◆ Work order: The answer must consist of every line below containing "crate".

◆ Source records:

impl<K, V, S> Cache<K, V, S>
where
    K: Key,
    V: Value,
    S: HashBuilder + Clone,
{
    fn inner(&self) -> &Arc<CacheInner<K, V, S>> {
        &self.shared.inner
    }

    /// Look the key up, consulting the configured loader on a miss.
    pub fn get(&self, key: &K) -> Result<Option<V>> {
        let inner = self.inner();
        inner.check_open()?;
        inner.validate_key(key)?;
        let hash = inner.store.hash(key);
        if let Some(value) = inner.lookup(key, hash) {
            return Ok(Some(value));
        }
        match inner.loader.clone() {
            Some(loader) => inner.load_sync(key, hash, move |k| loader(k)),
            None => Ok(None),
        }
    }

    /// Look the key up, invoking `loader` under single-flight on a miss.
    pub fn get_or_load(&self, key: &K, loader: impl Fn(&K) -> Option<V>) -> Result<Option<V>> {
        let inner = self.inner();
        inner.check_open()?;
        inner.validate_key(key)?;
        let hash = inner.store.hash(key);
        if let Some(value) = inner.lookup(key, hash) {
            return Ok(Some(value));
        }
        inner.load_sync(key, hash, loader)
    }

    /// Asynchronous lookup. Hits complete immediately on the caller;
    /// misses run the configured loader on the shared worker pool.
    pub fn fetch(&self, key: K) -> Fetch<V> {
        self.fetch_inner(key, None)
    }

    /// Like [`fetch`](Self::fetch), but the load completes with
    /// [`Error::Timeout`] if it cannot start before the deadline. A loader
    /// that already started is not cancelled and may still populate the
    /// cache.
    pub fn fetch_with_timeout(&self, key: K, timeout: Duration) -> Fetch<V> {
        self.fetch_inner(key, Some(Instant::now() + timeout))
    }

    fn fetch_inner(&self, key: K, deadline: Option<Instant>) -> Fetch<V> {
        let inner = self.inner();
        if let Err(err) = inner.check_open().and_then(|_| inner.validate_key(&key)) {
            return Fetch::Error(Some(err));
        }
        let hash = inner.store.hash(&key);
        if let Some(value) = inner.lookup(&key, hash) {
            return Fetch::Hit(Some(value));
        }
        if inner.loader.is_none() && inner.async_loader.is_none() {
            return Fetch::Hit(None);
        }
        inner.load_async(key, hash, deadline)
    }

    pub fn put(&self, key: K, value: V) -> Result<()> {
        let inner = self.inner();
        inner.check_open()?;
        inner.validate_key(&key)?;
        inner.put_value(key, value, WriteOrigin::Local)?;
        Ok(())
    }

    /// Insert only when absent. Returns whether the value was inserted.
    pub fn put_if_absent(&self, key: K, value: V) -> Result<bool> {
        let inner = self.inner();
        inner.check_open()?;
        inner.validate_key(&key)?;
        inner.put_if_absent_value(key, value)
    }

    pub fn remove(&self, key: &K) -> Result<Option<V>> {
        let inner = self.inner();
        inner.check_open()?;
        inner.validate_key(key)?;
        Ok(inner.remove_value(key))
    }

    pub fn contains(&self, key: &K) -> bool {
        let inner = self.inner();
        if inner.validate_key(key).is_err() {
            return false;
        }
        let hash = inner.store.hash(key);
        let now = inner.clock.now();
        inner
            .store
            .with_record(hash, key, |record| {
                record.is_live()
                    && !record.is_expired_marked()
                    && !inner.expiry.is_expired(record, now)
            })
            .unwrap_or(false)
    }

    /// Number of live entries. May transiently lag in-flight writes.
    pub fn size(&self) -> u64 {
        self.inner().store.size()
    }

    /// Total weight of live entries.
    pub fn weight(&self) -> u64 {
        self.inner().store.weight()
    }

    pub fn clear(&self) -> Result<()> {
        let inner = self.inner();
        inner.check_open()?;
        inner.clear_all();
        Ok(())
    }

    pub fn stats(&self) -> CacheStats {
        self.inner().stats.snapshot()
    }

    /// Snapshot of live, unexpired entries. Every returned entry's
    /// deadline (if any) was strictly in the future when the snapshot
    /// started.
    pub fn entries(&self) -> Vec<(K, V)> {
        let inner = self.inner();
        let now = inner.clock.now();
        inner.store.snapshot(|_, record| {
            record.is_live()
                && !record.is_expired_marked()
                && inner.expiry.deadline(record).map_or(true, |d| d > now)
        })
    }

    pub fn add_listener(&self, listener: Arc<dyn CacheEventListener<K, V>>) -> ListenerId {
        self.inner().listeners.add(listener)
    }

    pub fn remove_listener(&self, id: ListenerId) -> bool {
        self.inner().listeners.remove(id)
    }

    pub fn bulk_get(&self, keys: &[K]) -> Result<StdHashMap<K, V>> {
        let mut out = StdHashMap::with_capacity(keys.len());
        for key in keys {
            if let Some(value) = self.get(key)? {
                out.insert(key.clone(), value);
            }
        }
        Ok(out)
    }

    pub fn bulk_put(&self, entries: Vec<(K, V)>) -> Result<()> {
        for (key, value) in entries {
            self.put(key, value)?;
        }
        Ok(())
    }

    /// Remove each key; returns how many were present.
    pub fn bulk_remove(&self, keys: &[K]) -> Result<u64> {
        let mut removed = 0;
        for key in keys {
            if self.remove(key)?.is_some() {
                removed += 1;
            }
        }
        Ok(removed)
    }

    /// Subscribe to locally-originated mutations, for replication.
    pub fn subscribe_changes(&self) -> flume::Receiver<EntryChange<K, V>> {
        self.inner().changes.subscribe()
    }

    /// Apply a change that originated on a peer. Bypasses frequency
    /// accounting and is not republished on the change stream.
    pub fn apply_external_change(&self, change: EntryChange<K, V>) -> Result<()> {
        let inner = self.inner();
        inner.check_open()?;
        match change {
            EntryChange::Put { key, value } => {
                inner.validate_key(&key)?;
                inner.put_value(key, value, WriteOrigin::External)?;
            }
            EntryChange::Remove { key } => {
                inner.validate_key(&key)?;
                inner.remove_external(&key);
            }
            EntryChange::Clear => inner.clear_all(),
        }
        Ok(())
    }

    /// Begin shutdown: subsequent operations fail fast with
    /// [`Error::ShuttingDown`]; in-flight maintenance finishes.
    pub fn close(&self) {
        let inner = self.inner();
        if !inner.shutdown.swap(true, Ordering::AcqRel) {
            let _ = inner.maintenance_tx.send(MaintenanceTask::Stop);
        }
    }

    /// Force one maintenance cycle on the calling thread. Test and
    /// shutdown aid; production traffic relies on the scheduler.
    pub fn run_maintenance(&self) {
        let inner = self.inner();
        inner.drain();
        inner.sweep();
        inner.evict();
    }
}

---

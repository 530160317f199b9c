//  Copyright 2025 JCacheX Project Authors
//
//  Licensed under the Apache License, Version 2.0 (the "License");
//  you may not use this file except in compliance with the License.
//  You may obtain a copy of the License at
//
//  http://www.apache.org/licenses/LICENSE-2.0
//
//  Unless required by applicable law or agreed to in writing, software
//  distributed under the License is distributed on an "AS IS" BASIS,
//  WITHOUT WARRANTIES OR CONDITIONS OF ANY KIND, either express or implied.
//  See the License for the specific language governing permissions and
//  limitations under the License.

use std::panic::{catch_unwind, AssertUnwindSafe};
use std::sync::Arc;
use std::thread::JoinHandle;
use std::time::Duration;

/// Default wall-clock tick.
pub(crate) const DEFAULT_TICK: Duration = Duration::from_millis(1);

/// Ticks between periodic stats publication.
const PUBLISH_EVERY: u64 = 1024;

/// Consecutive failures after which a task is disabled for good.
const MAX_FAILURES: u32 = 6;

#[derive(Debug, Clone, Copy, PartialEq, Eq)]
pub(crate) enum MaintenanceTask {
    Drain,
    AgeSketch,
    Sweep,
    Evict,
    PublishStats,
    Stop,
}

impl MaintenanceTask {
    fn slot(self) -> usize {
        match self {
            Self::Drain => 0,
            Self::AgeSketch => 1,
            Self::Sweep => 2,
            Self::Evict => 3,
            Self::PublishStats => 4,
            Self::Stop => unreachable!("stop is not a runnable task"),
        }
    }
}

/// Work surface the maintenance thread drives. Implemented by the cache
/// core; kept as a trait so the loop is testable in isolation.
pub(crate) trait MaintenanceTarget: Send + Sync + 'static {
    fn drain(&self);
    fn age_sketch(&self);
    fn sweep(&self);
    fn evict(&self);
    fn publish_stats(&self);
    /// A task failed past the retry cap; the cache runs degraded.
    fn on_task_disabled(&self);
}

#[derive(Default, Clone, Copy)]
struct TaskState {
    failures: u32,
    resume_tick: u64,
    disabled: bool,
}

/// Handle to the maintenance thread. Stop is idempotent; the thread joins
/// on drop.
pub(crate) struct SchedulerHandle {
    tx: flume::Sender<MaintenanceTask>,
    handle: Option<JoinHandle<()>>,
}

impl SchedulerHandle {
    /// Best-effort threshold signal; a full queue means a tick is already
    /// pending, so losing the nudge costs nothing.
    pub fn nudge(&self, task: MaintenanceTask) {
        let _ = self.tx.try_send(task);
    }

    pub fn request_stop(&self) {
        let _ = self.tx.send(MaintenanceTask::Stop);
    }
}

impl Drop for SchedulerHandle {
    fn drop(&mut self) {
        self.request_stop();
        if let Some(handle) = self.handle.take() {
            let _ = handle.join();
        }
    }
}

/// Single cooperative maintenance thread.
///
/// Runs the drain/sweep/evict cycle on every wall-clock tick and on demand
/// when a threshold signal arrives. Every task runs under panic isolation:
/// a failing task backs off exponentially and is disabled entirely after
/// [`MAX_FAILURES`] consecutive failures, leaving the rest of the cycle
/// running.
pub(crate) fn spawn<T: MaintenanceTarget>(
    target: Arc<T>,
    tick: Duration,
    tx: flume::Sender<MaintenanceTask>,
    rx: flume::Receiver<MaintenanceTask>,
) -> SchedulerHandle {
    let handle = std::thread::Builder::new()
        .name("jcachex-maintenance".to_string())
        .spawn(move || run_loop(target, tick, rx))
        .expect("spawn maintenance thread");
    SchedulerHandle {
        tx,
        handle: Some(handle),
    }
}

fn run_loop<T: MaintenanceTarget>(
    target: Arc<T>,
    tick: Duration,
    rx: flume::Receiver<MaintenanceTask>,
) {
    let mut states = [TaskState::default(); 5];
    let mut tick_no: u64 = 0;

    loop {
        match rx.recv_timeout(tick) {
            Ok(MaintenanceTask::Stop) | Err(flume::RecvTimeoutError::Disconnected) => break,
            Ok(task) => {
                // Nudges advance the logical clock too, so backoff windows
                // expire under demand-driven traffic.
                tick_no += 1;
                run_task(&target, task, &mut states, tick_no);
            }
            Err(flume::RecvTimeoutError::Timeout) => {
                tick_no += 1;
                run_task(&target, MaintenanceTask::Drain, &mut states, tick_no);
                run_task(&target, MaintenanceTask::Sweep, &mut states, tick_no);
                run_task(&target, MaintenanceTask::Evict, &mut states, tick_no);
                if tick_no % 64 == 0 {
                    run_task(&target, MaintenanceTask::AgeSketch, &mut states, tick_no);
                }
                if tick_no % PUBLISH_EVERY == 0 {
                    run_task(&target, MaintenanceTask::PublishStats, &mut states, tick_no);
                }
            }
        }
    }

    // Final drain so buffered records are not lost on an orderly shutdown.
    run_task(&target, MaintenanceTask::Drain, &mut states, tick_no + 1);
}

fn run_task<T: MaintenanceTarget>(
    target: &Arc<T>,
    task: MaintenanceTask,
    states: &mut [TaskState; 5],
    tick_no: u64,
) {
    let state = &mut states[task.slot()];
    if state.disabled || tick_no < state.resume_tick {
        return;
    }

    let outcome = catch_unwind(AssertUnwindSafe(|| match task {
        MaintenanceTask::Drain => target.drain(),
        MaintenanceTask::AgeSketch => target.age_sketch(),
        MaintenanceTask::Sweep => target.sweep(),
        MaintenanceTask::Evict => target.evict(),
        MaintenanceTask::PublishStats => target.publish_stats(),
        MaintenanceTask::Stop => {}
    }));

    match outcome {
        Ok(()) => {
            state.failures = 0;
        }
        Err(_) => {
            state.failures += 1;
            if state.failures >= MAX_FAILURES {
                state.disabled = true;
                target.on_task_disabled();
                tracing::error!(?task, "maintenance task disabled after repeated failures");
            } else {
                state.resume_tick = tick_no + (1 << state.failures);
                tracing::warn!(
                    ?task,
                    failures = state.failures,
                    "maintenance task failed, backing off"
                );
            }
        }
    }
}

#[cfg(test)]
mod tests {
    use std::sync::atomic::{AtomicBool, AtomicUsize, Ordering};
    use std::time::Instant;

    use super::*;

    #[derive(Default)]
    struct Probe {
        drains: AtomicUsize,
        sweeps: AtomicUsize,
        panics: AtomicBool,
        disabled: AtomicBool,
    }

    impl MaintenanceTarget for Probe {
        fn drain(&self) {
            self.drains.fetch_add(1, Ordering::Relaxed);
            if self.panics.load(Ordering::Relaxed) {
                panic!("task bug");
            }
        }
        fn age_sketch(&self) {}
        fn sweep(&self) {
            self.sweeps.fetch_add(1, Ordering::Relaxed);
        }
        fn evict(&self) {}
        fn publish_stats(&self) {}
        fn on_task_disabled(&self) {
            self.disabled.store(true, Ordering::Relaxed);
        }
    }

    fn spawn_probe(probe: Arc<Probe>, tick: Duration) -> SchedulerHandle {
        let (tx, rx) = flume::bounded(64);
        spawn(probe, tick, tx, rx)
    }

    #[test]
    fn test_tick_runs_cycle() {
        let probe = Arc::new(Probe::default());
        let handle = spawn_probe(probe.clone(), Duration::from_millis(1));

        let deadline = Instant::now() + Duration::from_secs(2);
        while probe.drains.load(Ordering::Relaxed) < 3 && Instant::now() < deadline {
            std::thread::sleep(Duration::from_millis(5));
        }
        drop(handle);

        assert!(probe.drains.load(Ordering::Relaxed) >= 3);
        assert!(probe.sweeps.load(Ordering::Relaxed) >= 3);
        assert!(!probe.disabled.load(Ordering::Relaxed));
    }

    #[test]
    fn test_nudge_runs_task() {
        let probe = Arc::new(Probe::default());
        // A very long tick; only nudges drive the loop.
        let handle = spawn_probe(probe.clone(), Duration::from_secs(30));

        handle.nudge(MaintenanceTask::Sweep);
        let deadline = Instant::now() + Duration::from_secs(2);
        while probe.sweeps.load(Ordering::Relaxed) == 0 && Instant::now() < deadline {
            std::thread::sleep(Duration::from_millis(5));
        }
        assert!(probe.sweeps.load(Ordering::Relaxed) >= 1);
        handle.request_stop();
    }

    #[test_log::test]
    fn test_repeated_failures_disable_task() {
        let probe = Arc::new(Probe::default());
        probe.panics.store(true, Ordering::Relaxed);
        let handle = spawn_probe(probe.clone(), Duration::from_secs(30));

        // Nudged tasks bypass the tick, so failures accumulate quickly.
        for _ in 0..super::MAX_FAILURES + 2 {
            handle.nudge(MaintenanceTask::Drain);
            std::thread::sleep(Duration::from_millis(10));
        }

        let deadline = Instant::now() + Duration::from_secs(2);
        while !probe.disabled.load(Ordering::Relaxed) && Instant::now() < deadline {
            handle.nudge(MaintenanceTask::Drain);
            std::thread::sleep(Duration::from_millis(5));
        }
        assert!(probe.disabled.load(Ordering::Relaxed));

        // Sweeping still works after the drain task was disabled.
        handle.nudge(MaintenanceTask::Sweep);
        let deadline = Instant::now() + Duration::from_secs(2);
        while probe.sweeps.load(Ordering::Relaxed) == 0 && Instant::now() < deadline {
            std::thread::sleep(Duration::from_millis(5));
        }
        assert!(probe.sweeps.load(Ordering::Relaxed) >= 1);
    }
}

◆ Response:
pub(crate) const DEFAULT_TICK: Duration = Duration::from_millis(1);
pub(crate) enum MaintenanceTask {
pub(crate) trait MaintenanceTarget: Send + Sync + 'static {
pub(crate) struct SchedulerHandle {
pub(crate) fn spawn<T: MaintenanceTarget>(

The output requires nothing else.